Your goal: Return every line of the listing that includes the string "println".

**** Exercise input

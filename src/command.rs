/// One command of the line protocol.
#[derive(Debug, Clone, PartialEq, Eq)]
pub enum Command {
    /// `SET <key> <value>`; the value is the rest of the line.
    Set { key: String, value: String },
    /// `GET <key>`; the key is the rest of the line.
    Get { key: String },
    /// `EXIT`
    Exit,
}

impl Command {
    /// Parses one input line.
    ///
    /// Surrounding whitespace is ignored. Returns `None` for blank lines,
    /// malformed `SET`s and anything that is not a known command.
    pub fn parse(line: &str) -> Option<Self> {
        let line = line.trim();

        if line == "EXIT" {
            return Some(Self::Exit);
        }

        if let Some(rest) = line.strip_prefix("SET ") {
            let (key, value) = rest.split_once(' ')?;
            return Some(Self::Set {
                key: key.to_string(),
                value: value.to_string(),
            });
        }

        if let Some(key) = line.strip_prefix("GET ") {
            return Some(Self::Get {
                key: key.to_string(),
            });
        }

        None
    }
}
//! Screenshot normalization.
//!
//! The model was conditioned on screenshots resized to a fixed width with
//! Lanczos resampling and cropped from the top to a fixed height. Any other
//! filter or crop anchor shifts the input distribution.

use crate::error::Result;
use image::{DynamicImage, ImageOutputFormat, imageops::FilterType};
use std::io::Cursor;

/// Width every screenshot is scaled to
pub const TARGET_WIDTH: u32 = 1024;

/// Tallest image the model sees; anything below is discarded
pub const MAX_HEIGHT: u32 = 1280;

/// Resizes and crops screenshots into the model's framing
#[derive(Debug, Clone, Copy, PartialEq, Eq)]
pub struct ImageNormalizer {
    pub target_width: u32,
    pub max_height: u32,
}

impl Default for ImageNormalizer {
    fn default() -> Self {
        Self {
            target_width: TARGET_WIDTH,
            max_height: MAX_HEIGHT,
        }
    }
}

impl ImageNormalizer {
    pub fn new(target_width: u32, max_height: u32) -> Self {
        Self { target_width, max_height }
    }

    /// Height after scaling to the target width, truncated toward zero
    pub fn scaled_height(&self, width: u32, height: u32) -> u32 {
        let factor = f64::from(self.target_width) / f64::from(width);
        (f64::from(height) * factor) as u32
    }

    /// Scale to the target width, then crop from the top to the height cap.
    pub fn normalize(&self, image: &DynamicImage) -> DynamicImage {
        let height = self.scaled_height(image.width(), image.height()).max(1);
        let resized = image.resize_exact(self.target_width, height, FilterType::Lanczos3);

        if height > self.max_height {
            resized.crop_imm(0, 0, self.target_width, self.max_height)
        } else {
            resized
        }
    }
}

/// Decode screenshot bytes into an RGB image
pub fn decode_screenshot(bytes: &[u8]) -> Result<DynamicImage> {
    let image = image::load_from_memory(bytes)?;
    Ok(DynamicImage::ImageRgb8(image.to_rgb8()))
}

/// Encode an image as PNG bytes
pub fn encode_png(image: &DynamicImage) -> Result<Vec<u8>> {
    let mut buffer = Vec::new();
    image.write_to(&mut Cursor::new(&mut buffer), ImageOutputFormat::Png)?;
    Ok(buffer)
}

#[cfg(test)]
mod tests {
    use super::*;
    use image::{Rgb, RgbImage};

    fn solid(width: u32, height: u32) -> DynamicImage {
        DynamicImage::ImageRgb8(RgbImage::from_pixel(width, height, Rgb([200, 30, 30])))
    }

    #[test]
    fn test_tall_image_is_resized_and_cropped() {
        let normalized = ImageNormalizer::default().normalize(&solid(2560, 5000));
        assert_eq!((normalized.width(), normalized.height()), (1024, 1280));
    }

    #[test]
    fn test_wide_image_keeps_aspect_ratio() {
        let normalized = ImageNormalizer::default().normalize(&solid(2048, 1000));
        assert_eq!((normalized.width(), normalized.height()), (1024, 500));
    }

    #[test]
    fn test_small_image_is_upscaled() {
        let normalized = ImageNormalizer::default().normalize(&solid(512, 300));
        assert_eq!((normalized.width(), normalized.height()), (1024, 600));
    }

    #[test]
    fn test_crop_keeps_top() {
        let mut img = RgbImage::from_pixel(1024, 2000, Rgb([0, 0, 255]));
        for y in 0..100 {
            for x in 0..1024 {
                img.put_pixel(x, y, Rgb([255, 0, 0]));
            }
        }
        let normalized = ImageNormalizer::default().normalize(&DynamicImage::ImageRgb8(img));
        let rgb = normalized.to_rgb8();
        let top = rgb.get_pixel(512, 10);
        let bottom = rgb.get_pixel(512, 1270);
        assert!(top[0] > 200 && top[2] < 50);
        assert!(bottom[2] > 200 && bottom[0] < 50);
    }

    #[test]
    fn test_scaled_height_truncates() {
        let normalizer = ImageNormalizer::default();
        assert_eq!(normalizer.scaled_height(3000, 1000), 341);
        assert_eq!(normalizer.scaled_height(1366, 768), 575);
    }

    #[test]
    fn test_normalize_is_deterministic() {
        let normalizer = ImageNormalizer::default();
        let source = solid(1920, 1080);
        assert_eq!(normalizer.normalize(&source).to_rgb8(), normalizer.normalize(&source).to_rgb8());
    }

    #[test]
    fn test_png_round_trip_decodes_to_rgb() {
        let png = encode_png(&solid(8, 4)).unwrap();
        let decoded = decode_screenshot(&png).unwrap();
        assert_eq!((decoded.width(), decoded.height()), (8, 4));
        assert!(matches!(decoded, DynamicImage::ImageRgb8(_)));
    }
}
use std::path::PathBuf;
use std::time::Duration;

/// Options for launching a new Chrome/Chromium instance
#[derive(Debug, Clone)]
pub struct LaunchOptions {
    /// Run without a visible window
    pub headless: bool,

    /// Browser window width in pixels
    pub window_width: u32,

    /// Browser window height in pixels
    pub window_height: u32,

    /// Custom Chrome binary path
    pub chrome_path: Option<PathBuf>,

    /// Persistent profile directory
    pub user_data_dir: Option<PathBuf>,

    /// Enable the Chrome sandbox
    pub sandbox: bool,

    /// Settle delays applied by the session after mutations
    pub delays: SettleDelays,
}

impl Default for LaunchOptions {
    fn default() -> Self {
        Self {
            headless: false,
            window_width: 1920,
            window_height: 1080,
            chrome_path: None,
            user_data_dir: None,
            sandbox: false,
            delays: SettleDelays::default(),
        }
    }
}

impl LaunchOptions {
    pub fn new() -> Self {
        Self::default()
    }

    pub fn headless(mut self, headless: bool) -> Self {
        self.headless = headless;
        self
    }

    pub fn window_size(mut self, width: u32, height: u32) -> Self {
        self.window_width = width;
        self.window_height = height;
        self
    }

    pub fn chrome_path(mut self, path: impl Into<PathBuf>) -> Self {
        self.chrome_path = Some(path.into());
        self
    }

    pub fn user_data_dir(mut self, dir: impl Into<PathBuf>) -> Self {
        self.user_data_dir = Some(dir.into());
        self
    }

    pub fn sandbox(mut self, sandbox: bool) -> Self {
        self.sandbox = sandbox;
        self
    }

    pub fn delays(mut self, delays: SettleDelays) -> Self {
        self.delays = delays;
        self
    }
}

/// Options for attaching to an already running browser
#[derive(Debug, Clone)]
pub struct ConnectionOptions {
    /// DevTools WebSocket URL
    pub ws_url: String,

    /// Connection timeout in milliseconds
    pub timeout: u64,

    /// Settle delays applied by the session after mutations
    pub delays: SettleDelays,
}

impl ConnectionOptions {
    pub fn new(ws_url: impl Into<String>) -> Self {
        Self {
            ws_url: ws_url.into(),
            timeout: 30_000,
            delays: SettleDelays::default(),
        }
    }

    pub fn timeout(mut self, timeout_ms: u64) -> Self {
        self.timeout = timeout_ms;
        self
    }

    pub fn delays(mut self, delays: SettleDelays) -> Self {
        self.delays = delays;
        self
    }
}

/// Fixed waits that let JS-driven page updates land before the next capture.
#[derive(Debug, Clone, Copy, PartialEq)]
pub struct SettleDelays {
    pub after_navigation: Duration,
    pub after_scroll_into_view: Duration,
    pub after_action: Duration,
    pub after_scroll: Duration,
}

impl Default for SettleDelays {
    fn default() -> Self {
        Self {
            after_navigation: Duration::from_secs(2),
            after_scroll_into_view: Duration::from_millis(500),
            after_action: Duration::from_secs(1),
            after_scroll: Duration::from_millis(500),
        }
    }
}

impl SettleDelays {
    /// No waiting at all; useful for tests and pre-rendered pages.
    pub fn none() -> Self {
        Self {
            after_navigation: Duration::ZERO,
            after_scroll_into_view: Duration::ZERO,
            after_action: Duration::ZERO,
            after_scroll: Duration::ZERO,
        }
    }
}
//! # groundhog
//!
//! A browser agent driven by a vision-language model over the Chrome DevTools Protocol (CDP).
//!
//! ## Features
//!
//! - **Page Distillation**: Stamp every element with an id, then reduce the page to a compact
//!   listing of visible, actionable elements the model can point at
//! - **Screenshot Normalization**: Resize and crop screenshots into the framing the model was trained on
//! - **Model Client**: Call an OpenAI-compatible vision endpoint with an image and a prompt
//! - **Validated Actions**: An action runs only if its id is in the listing the model was shown
//!
//! ## Command Line
//!
//! ```bash
//! # Watch the agent work in a visible browser
//! cargo run -- --goal "Find the pricing page" --url example.com
//!
//! # Headless, closing Chrome when done
//! cargo run -- --goal "Search for rust" --url duckduckgo.com --headless --auto-close
//! ```
//!
//! ## Library Usage
//!
//! ```rust,no_run
//! use groundhog::{Agent, AgentConfig, BrowserSession, LaunchOptions, ModelConfig, ModelHandle, VisionModelClient};
//!
//! # fn main() -> groundhog::Result<()> {
//! // Load the model once and share it
//! let model = ModelHandle::new(VisionModelClient::new(ModelConfig::from_env()?)?);
//!
//! let mut session = BrowserSession::launch(LaunchOptions::default().headless(true))?;
//! let mut agent = Agent::new(&mut session, &model, AgentConfig::default());
//!
//! let outcome = agent.run_task("Find the pricing page", "example.com")?;
//! println!("Finished in {} steps: {:?}", outcome.steps(), outcome);
//! # Ok(())
//! # }
//! ```
//!
//! ### Watching Step by Step
//!
//! ```rust,no_run
//! # use groundhog::{Agent, AgentConfig, BrowserSession, LaunchOptions, ModelConfig, ModelHandle, VisionModelClient};
//! # fn main() -> groundhog::Result<()> {
//! # let model = ModelHandle::new(VisionModelClient::new(ModelConfig::from_env()?)?);
//! # let mut session = BrowserSession::launch(LaunchOptions::default())?;
//! let mut agent = Agent::new(&mut session, &model, AgentConfig::default().max_steps(5));
//!
//! for report in agent.start("Open the docs", "example.com")? {
//!     let report = report?;
//!     println!("step {}: {}", report.step, report.log);
//! }
//! # Ok(())
//! # }
//! ```
//!
//! ## Module Overview
//!
//! - [`agent`]: The control loop, response parser, sessions and debug traces
//! - [`browser`]: Browser session management, stamping and the [`PageDriver`] surface
//! - [`dom`]: Listing distillation, valid-id maps and the prompt template
//! - [`model`]: The [`ActionModel`] boundary and the HTTP vision client
//! - [`tools`]: Click, type and select, with validation and reason codes
//! - [`vision`]: Screenshot normalization
//! - [`error`]: Error types and result aliases

pub mod agent;
pub mod browser;
pub mod dom;
pub mod error;
pub mod model;
pub mod tools;
pub mod vision;

pub use agent::{Agent, AgentConfig, AgentRun, StepReport, StopSignal, TaskOutcome, extract_action};
pub use browser::{BrowserSession, ConnectionOptions, LaunchOptions, PageDriver, SettleDelays};
pub use dom::{DistilledDom, DomDistiller, ListedIds, distill, format_prompt};
pub use error::{AgentError, Result};
pub use model::{ActionModel, ModelConfig, ModelHandle, VisionModelClient};
pub use tools::{ActionFailure, ActionKind, ActionOutcome, ElementAction};
pub use vision::ImageNormalizer;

********

Finished task:
//! println!("Finished in {} steps: {:?}", outcome.steps(), outcome);
//!     println!("step {}: {}", report.step, report.log);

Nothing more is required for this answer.